PSG Konsult Ltd v Niemand (31519 of 2021) [2022] ZAGPJHC 765 (14 October 2022)



IN THE HIGH COURT OF SOUTH AFRICA

GAUTENG DIVISION, JOHANNESBURG


Shape1

(1) REPORTABLE: NO

(2) OF INTEREST TO OTHER JUDGES: NO

(3) REVISED: NO




DATE: 14 October 2022



CASE NO: 21/31519





In the matter between:





PSG KONSULT LIMITED

Applicant







And








NICOLAS CHRISTIAAN NIEMAND

Respondent



JUDGMENT



VILJOEN AJ

[1] On 7 February 2022, this court provisionally sequestrated the estate of the respondent. A rule nisi was issued calling upon the respondent and interested third parties to show cause why a final order of sequestration should not be granted. This is the extended return date.

[2] In terms of section 12 of the Insolvency Act, 1936, the estate of a debtor may be finally sequestrated at the hearing pursuant to the rule nisi upon the creditor establishing:

2.1. a claim against the debtor of not less than R100.00;

2.2. that the debtor committed an act of insolvency or is insolvent; and

2.3. that there is reason to believe that sequestration will be to the advantage of creditors.

The debt

[3] The applicant alleges the respondent to be indebted to it in the sums of R214,640.00 and R97,978.07. These amounts are due to the applicant in terms of two bills of costs prepared and taxed in consequence of orders granted by the Gauteng Division, Pretoria of the High Court on 8 August 2019 and 27 August 2019.

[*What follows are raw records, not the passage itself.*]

/// An output stream which writes into a separated buffer.
pub struct BufferedOutputStream {
    /// The buffer we are filling.
    buffer: Arc<IoBuffer>,
}
impl BufferedOutputStream {
    pub fn new(buffer: Arc<IoBuffer>) -> Self {
        Self { buffer }
    }
    fn append(&mut self, s: &wstr) -> bool {
        self.buffer.append(&wcs2string(s), SeparationType::inferred)
    }
    fn append_with_separation(
        &mut self,
        s: &wstr,
        typ: SeparationType,
        _want_newline: bool,
    ) -> bool {
        self.buffer.append(&wcs2string(s), typ)
    }
    fn flush_and_check_error(&mut self) -> libc::c_int {
        if self.buffer.discarded() {
            return STATUS_READ_TOO_MUCH;
        }
        0
    }
}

[4] The respondent contends that in obtaining the aforesaid court orders the applicant committed perjury and misled the court. There are, according to the respondent, criminal proceedings pending in relation to these complaints.

[5] However, the respondent has taken no steps to have the orders rescinded in the period of some 3 years since they were granted. It is trite that until rescinded a court order remains valid and in force.

[6] I am accordingly satisfied that the applicant’s papers establish on a balance of probabilities that the respondent is indebted to it in a sum exceeding R100.00.

Act of Insolvency

[7] The applicant caused writs of execution to be issued in respect of the taxed bills of costs. These were served personally on the respondent who stated in writing that he was unable to settle the amount demanded from him and that he did not possess any disposable property to satisfy the judgment debt. The respondent further deposed to an affidavit in which he declared that all movable property at his place of residence was the property of one Tiaan Niemand.

[8] Upon the aforesaid declaration and affidavit, the Sheriff issued a return of nulla bona.

[9] In terms of section 8(b) of the Insolvency Act, a debtor commits an act of insolvency if he fails to satisfy upon demand by the Sheriff a judgment granted against him or fails to indicate to the Sheriff disposable property sufficient to satisfy the judgment debt.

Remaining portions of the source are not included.